▶ PROBLEM TO WORK ON
Give back exactly the lines of the entries below from the line with "filename src/snapshot.rs" to the line with "pub const SAMPLE_TABLE: &str", inclusive, and only those.

▶ RECORDS FOR THE EXERCISE
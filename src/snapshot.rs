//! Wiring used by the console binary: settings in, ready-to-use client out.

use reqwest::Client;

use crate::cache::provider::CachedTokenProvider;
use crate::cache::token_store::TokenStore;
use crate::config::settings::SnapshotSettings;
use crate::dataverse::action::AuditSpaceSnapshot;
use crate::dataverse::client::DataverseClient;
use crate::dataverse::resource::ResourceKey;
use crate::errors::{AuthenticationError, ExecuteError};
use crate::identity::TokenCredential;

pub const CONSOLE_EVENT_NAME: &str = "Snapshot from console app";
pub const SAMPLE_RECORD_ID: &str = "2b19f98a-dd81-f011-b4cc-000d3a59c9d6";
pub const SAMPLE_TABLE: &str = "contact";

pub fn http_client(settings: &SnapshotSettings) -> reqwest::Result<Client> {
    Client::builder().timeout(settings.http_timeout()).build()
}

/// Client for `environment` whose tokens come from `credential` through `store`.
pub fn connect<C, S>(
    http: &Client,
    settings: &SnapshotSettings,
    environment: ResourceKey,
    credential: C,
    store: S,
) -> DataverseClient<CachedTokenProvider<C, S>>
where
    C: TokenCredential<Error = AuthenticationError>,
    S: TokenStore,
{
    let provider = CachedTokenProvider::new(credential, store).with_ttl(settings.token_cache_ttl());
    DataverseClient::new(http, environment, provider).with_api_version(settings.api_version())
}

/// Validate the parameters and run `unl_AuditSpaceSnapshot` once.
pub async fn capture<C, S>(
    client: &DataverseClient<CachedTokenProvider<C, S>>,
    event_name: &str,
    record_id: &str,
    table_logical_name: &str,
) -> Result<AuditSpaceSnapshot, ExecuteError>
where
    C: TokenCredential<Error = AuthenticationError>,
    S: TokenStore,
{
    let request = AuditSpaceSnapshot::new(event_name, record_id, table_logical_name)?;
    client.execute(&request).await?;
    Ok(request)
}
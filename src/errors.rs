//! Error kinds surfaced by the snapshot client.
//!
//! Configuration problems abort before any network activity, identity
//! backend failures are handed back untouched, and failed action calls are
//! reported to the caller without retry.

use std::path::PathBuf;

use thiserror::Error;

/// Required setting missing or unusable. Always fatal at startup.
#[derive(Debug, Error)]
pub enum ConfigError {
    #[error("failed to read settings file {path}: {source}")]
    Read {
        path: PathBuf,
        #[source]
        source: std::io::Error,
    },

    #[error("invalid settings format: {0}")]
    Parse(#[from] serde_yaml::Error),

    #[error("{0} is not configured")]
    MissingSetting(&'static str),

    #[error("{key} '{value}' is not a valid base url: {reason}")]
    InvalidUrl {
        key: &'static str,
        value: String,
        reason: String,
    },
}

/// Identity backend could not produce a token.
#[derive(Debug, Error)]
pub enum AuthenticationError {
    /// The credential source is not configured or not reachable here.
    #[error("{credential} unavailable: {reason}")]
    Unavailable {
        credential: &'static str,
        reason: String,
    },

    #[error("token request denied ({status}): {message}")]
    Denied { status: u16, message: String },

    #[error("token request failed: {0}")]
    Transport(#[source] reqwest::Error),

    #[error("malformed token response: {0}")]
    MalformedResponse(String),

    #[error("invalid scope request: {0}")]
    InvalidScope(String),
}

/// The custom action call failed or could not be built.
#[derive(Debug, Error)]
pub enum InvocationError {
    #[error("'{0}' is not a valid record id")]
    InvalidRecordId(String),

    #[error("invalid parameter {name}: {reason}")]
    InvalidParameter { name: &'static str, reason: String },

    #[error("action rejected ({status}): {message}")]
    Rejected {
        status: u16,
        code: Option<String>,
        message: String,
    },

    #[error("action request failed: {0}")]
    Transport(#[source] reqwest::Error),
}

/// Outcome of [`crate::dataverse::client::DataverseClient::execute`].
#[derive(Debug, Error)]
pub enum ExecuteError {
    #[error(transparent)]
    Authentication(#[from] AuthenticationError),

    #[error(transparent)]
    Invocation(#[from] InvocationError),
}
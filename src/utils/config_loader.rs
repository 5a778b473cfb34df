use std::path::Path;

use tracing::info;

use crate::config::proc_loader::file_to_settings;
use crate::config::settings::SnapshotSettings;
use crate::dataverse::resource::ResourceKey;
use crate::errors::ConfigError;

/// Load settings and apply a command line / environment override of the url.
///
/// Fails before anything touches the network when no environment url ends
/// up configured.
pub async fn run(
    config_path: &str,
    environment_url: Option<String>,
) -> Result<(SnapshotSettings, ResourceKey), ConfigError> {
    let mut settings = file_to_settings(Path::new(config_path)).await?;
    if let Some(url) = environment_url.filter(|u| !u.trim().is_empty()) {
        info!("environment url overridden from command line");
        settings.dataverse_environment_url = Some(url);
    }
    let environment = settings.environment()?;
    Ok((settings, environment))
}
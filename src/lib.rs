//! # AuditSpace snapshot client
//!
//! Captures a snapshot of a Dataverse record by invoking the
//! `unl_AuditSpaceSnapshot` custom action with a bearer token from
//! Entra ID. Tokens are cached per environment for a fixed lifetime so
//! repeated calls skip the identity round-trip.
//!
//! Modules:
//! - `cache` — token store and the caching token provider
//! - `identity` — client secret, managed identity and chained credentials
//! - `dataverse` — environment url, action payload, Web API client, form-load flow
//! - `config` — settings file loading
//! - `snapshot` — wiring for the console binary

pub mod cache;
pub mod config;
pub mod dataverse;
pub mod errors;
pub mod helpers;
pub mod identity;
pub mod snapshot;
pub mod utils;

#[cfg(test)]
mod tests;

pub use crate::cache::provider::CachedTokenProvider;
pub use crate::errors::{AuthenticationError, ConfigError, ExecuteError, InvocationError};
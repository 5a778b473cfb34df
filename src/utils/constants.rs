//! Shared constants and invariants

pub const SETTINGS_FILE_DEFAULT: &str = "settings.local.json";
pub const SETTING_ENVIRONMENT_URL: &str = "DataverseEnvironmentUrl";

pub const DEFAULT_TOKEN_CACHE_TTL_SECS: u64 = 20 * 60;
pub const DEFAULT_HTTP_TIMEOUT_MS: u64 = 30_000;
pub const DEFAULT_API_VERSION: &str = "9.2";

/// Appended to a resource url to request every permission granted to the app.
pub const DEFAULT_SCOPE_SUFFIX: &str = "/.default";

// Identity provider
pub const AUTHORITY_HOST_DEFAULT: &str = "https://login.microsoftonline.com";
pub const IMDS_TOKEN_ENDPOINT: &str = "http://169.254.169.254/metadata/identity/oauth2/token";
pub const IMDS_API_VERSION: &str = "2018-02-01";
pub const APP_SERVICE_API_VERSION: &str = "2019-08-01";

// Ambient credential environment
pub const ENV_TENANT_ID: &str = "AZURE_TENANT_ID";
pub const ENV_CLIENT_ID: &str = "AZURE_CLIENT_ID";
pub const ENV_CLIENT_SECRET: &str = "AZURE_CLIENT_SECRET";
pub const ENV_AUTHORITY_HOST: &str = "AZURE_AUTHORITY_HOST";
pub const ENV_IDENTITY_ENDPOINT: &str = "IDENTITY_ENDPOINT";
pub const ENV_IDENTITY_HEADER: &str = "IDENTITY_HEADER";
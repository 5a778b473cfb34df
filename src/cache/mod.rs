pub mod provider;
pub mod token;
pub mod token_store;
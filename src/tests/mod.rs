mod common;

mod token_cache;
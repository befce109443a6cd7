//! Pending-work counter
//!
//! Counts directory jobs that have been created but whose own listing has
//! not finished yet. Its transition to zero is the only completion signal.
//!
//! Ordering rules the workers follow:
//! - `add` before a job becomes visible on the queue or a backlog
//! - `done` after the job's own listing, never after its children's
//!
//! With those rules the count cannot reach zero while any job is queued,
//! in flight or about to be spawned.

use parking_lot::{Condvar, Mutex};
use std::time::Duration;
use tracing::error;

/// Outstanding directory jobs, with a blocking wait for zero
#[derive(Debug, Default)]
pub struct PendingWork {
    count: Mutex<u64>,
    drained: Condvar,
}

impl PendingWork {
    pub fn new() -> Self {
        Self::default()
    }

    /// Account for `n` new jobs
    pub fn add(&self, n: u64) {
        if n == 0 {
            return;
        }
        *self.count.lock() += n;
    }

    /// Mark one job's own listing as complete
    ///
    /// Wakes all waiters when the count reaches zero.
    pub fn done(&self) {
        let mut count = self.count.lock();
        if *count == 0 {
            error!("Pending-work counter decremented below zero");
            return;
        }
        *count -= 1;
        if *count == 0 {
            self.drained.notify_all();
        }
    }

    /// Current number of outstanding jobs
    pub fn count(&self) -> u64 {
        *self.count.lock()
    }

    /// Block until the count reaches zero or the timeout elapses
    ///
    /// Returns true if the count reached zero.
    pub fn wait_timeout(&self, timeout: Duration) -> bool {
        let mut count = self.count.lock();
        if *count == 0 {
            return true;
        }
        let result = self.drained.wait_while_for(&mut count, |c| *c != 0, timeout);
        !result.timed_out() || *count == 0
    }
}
...
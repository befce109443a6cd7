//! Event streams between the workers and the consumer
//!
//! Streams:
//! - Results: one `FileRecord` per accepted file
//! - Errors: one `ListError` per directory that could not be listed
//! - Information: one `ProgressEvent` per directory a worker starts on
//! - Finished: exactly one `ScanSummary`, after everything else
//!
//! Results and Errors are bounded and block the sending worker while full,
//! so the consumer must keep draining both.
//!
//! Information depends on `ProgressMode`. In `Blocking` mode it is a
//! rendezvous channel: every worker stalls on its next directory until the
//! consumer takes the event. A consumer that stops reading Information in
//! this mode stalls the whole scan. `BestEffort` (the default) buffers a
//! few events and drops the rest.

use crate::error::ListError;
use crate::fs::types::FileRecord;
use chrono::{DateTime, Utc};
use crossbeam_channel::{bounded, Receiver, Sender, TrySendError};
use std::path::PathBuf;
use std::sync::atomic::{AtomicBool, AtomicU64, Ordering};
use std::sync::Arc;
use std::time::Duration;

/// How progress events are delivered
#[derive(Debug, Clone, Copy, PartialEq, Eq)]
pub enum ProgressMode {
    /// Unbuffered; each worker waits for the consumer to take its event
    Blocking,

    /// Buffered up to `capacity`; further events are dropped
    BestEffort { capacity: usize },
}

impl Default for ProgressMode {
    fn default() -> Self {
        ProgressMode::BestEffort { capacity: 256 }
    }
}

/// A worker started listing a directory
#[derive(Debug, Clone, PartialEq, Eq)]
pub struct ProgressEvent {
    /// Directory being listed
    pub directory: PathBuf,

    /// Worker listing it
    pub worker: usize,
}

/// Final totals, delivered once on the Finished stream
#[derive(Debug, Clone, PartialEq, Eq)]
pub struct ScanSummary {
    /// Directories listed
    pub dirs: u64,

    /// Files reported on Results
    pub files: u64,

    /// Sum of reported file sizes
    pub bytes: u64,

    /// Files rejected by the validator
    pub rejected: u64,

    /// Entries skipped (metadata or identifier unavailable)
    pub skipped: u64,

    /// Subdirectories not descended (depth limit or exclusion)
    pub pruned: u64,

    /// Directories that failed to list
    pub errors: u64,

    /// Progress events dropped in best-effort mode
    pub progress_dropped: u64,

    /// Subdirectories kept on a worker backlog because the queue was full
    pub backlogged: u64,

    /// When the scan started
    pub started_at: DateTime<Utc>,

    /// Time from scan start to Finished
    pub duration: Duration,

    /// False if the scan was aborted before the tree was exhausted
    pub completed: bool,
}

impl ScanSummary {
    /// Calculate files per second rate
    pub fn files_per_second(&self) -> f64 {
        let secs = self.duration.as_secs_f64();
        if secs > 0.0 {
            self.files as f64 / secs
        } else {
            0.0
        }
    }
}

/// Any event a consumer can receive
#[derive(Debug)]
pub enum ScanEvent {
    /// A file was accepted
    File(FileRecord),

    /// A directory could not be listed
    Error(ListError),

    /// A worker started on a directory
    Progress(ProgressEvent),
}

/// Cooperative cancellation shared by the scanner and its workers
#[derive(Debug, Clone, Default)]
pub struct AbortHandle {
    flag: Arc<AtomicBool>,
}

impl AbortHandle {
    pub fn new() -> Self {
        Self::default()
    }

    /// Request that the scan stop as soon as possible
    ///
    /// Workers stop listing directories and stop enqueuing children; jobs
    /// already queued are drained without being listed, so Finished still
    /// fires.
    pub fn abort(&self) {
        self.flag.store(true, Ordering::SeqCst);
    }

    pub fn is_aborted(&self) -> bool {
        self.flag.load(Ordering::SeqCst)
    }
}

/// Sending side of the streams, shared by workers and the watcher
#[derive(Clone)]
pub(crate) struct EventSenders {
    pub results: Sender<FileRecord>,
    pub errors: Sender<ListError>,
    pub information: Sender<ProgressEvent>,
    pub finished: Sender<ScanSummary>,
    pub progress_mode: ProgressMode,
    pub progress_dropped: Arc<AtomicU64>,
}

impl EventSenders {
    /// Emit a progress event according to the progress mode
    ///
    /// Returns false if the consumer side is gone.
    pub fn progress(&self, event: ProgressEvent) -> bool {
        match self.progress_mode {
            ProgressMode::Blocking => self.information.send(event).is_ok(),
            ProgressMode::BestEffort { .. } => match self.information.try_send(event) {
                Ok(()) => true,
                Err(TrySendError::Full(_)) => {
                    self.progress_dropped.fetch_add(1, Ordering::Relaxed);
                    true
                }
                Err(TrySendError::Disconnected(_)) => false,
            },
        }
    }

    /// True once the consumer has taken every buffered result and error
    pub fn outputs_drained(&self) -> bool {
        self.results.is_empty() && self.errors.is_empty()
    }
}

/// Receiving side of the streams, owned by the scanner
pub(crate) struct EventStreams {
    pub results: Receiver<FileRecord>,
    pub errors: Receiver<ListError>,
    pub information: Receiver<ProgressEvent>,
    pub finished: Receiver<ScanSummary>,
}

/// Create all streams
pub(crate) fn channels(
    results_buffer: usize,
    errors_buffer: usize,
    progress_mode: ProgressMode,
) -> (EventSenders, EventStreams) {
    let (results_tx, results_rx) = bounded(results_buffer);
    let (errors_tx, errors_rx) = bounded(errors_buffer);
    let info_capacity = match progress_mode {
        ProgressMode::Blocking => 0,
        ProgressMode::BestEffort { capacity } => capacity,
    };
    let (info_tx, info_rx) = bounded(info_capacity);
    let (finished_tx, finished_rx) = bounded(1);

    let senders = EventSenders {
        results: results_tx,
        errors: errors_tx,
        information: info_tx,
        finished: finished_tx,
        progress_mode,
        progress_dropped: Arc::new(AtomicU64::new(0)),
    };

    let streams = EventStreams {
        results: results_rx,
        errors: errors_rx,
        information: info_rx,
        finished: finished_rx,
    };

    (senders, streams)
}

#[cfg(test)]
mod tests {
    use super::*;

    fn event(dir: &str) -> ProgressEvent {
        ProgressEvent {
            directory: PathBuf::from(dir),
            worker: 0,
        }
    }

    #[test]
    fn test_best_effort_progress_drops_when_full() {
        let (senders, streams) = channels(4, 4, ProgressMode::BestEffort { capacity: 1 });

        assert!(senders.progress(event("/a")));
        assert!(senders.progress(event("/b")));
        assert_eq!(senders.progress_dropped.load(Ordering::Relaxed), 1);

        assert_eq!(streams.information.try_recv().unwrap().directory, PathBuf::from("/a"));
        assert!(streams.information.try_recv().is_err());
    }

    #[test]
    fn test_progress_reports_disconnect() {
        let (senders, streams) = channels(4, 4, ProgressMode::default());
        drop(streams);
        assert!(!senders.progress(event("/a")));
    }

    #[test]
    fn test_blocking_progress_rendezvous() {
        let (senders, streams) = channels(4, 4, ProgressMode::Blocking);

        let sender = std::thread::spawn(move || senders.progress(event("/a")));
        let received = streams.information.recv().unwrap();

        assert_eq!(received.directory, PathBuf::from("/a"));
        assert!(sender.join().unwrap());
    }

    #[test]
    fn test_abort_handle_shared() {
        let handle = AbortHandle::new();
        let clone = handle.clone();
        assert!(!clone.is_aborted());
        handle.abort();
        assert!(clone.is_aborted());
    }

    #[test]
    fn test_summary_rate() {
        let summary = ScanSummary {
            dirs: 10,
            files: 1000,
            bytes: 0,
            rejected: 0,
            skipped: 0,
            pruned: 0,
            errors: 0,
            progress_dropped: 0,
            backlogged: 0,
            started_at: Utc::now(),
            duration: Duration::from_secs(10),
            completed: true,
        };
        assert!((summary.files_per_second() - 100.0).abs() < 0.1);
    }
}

▶ ANSWER AREA
filename src/snapshot.rs
//! Wiring used by the console binary: settings in, ready-to-use client out.

use reqwest::Client;

use crate::cache::provider::CachedTokenProvider;
use crate::cache::token_store::TokenStore;
use crate::config::settings::SnapshotSettings;
use crate::dataverse::action::AuditSpaceSnapshot;
use crate::dataverse::client::DataverseClient;
use crate::dataverse::resource::ResourceKey;
use crate::errors::{AuthenticationError, ExecuteError};
use crate::identity::TokenCredential;

pub const CONSOLE_EVENT_NAME: &str = "Snapshot from console app";
pub const SAMPLE_RECORD_ID: &str = "2b19f98a-dd81-f011-b4cc-000d3a59c9d6";
pub const SAMPLE_TABLE: &str = "contact";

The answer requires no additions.